B-cell malignancy-derived Ig may be considered a model tumor antigen for vaccine development. However, as a non-immunogenic self antigen, it must also be first rendered immunogenic by chemical or genetic fusion to carriers which enable the induction of protective antitumor immunity in murine tumor models. Our group has demonstrated that active immunizations of human patients with idiotypic vaccines elicited antigen-specific CD8+ T-cell responses and antitumor effects. Several alternative preclinical strategies to develop vaccines have been previously reported, including fusion of tumor idiotype-derived single chain Fv with cytokines and immunogenic peptides.

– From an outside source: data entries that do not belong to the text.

//! Effect types: the closed set of faction visual themes

use jianghu_core::JianghuError;
use serde::{Deserialize, Serialize};
use std::fmt;
use std::str::FromStr;

/// One faction/theme visual category.
///
/// Each type has a canonical kebab-case tag and the legacy faction tag the
/// lore data still uses; both parse.
#[derive(Debug, Clone, Copy, PartialEq, Eq, Hash, PartialOrd, Ord, Serialize, Deserialize)]
#[serde(rename_all = "kebab-case")]
pub enum EffectType {
    FallingPetal,
    InkWash,
    Lightning,
    Flame,
    FrostSnow,
    PoisonCloud,
    GoldenLight,
    WaterRipple,
    WindStream,
    FallenLeaf,
    BloodMist,
    ShadowBlade,
    Mist,
    StarFormation,
    SoundWave,
    ImperialSword,
    MercyLight,
    ThunderDragon,
    SerpentSword,
    HeavySword,
    Taiji,
    DragonPalm,
    BeastAura,
    GreenwoodAura,
    TranscendentAura,
    ImperialDecree,
    DarkFlame,
}

/// Motion family, which fixes where particles enter the frame
#[derive(Debug, Clone, Copy, PartialEq, Eq, Serialize, Deserialize)]
#[serde(rename_all = "lowercase")]
pub enum Category {
    /// Enter above the frame and fall through it
    Falling,
    /// Enter at or below the lower edge and rise
    Rising,
    /// Enter from the left edge and sweep across
    Sweeping,
    /// Appear inside the frame and drift
    Drifting,
    /// Mixed bolts, drifting dragon qi and in-frame sparks
    Storm,
}

impl EffectType {
    pub const ALL: [EffectType; 27] = [
        EffectType::FallingPetal,
        EffectType::InkWash,
        EffectType::Lightning,
        EffectType::Flame,
        EffectType::FrostSnow,
        EffectType::PoisonCloud,
        EffectType::GoldenLight,
        EffectType::WaterRipple,
        EffectType::WindStream,
        EffectType::FallenLeaf,
        EffectType::BloodMist,
        EffectType::ShadowBlade,
        EffectType::Mist,
        EffectType::StarFormation,
        EffectType::SoundWave,
        EffectType::ImperialSword,
        EffectType::MercyLight,
        EffectType::ThunderDragon,
        EffectType::SerpentSword,
        EffectType::HeavySword,
        EffectType::Taiji,
        EffectType::DragonPalm,
        EffectType::BeastAura,
        EffectType::GreenwoodAura,
        EffectType::TranscendentAura,
        EffectType::ImperialDecree,
        EffectType::DarkFlame,
    ];

    /// Canonical tag, e.g. `"falling-petal"`
    pub fn tag(self) -> &'static str {
        match self {
            EffectType::FallingPetal => "falling-petal",
            EffectType::InkWash => "ink-wash",
            EffectType::Lightning => "lightning",
            EffectType::Flame => "flame",
            EffectType::FrostSnow => "frost-snow",
            EffectType::PoisonCloud => "poison-cloud",
            EffectType::GoldenLight => "golden-light",
            EffectType::WaterRipple => "water-ripple",
            EffectType::WindStream => "wind-stream",
            EffectType::FallenLeaf => "fallen-leaf",
            EffectType::BloodMist => "blood-mist",
            EffectType::ShadowBlade => "shadow-blade",
            EffectType::Mist => "mist",
            EffectType::StarFormation => "star-formation",
            EffectType::SoundWave => "sound-wave",
            EffectType::ImperialSword => "imperial-sword",
            EffectType::MercyLight => "mercy-light",
            EffectType::ThunderDragon => "thunder-dragon",
            EffectType::SerpentSword => "serpent-sword",
            EffectType::HeavySword => "heavy-sword",
            EffectType::Taiji => "taiji",
            EffectType::DragonPalm => "dragon-palm",
            EffectType::BeastAura => "beast-aura",
            EffectType::GreenwoodAura => "greenwood-aura",
            EffectType::TranscendentAura => "transcendent-aura",
            EffectType::ImperialDecree => "imperial-decree",
            EffectType::DarkFlame => "dark-flame",
        }
    }

    /// Tag used by the faction lore data
    pub fn legacy_tag(self) -> &'static str {
        match self {
            EffectType::FallingPetal => "꽃잎",
            EffectType::InkWash => "수묵",
            EffectType::Lightning => "번개",
            EffectType::Flame => "화염",
            EffectType::FrostSnow => "빙설",
            EffectType::PoisonCloud => "독기",
            EffectType::GoldenLight => "금광",
            EffectType::WaterRipple => "물결",
            EffectType::WindStream => "바람",
            EffectType::FallenLeaf => "낙엽",
            EffectType::BloodMist => "혈기",
            EffectType::ShadowBlade => "암영",
            EffectType::Mist => "안개",
            EffectType::StarFormation => "성진",
            EffectType::SoundWave => "음파",
            EffectType::ImperialSword => "제왕검기",
            EffectType::MercyLight => "명왕빛",
            EffectType::ThunderDragon => "운룡뇌전",
            EffectType::SerpentSword => "사일검",
            EffectType::HeavySword => "중검",
            EffectType::Taiji => "태극",
            EffectType::DragonPalm => "항룡장기",
            EffectType::BeastAura => "야수기",
            EffectType::GreenwoodAura => "녹림기",
            EffectType::TranscendentAura => "초월기",
            EffectType::ImperialDecree => "황권",
            EffectType::DarkFlame => "흑염",
        }
    }

    pub fn category(self) -> Category {
        match self {
            EffectType::FallingPetal
            | EffectType::FallenLeaf
            | EffectType::FrostSnow
            | EffectType::DragonPalm
            | EffectType::GreenwoodAura => Category::Falling,
            EffectType::SerpentSword
            | EffectType::HeavySword
            | EffectType::ImperialSword
            | EffectType::Flame
            | EffectType::DarkFlame
            | EffectType::BloodMist
            | EffectType::PoisonCloud
            | EffectType::BeastAura
            | EffectType::ImperialDecree => Category::Rising,
            EffectType::WindStream => Category::Sweeping,
            EffectType::Lightning | EffectType::ThunderDragon => Category::Storm,
            EffectType::Taiji
            | EffectType::GoldenLight
            | EffectType::MercyLight
            | EffectType::WaterRipple
            | EffectType::StarFormation
            | EffectType::Mist
            | EffectType::ShadowBlade
            | EffectType::TranscendentAura
            | EffectType::InkWash
            | EffectType::SoundWave => Category::Drifting,
        }
    }

    /// Resolve a canonical or legacy tag. Matching is exact; unknown tags
    /// yield `None`.
    pub fn lookup(tag: &str) -> Option<Self> {
        Self::ALL
            .into_iter()
            .find(|e| e.tag() == tag || e.legacy_tag() == tag)
    }

    /// Map a scenario's ambient particle keyword to an effect type.
    ///
    /// Scenarios only name a handful of keywords; anything else gets petals.
    pub fn from_scene_particle(keyword: &str) -> Self {
        match keyword.trim() {
            "embers" => EffectType::Flame,
            "snow" => EffectType::FrostSnow,
            "ink" => EffectType::InkWash,
            _ => EffectType::FallingPetal,
        }
    }
}

impl fmt::Display for EffectType {
    fn fmt(&self, f: &mut fmt::Formatter<'_>) -> fmt::Result {
        f.write_str(self.tag())
    }
}

impl FromStr for EffectType {
    type Err = JianghuError;

    fn from_str(s: &str) -> Result<Self, Self::Err> {
        Self::lookup(s).ok_or_else(|| JianghuError::UnknownEffect(s.to_string()))
    }
}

On the other hand, we have recently explored a different approach in which the model antigen is rendered immunogenic in mice by genetically fusing it to a chemokine moiety. Administration of these vaccines as fusion proteins or naked DNA vaccines may allow efficient targeting of antigen-presenting cells in vivo. Potent antitumor immunity was dependent on the generation of specific anti-idiotypic antibodies and both CD4+ and CD8+ effector T cells. We propose that chemokine fusion may represent a novel, general strategy for formulating existing or newly identified tumor and HIV antigens into vaccines for cancer and AIDS, respectively, which elicit potent CD8+ T-cell immunity.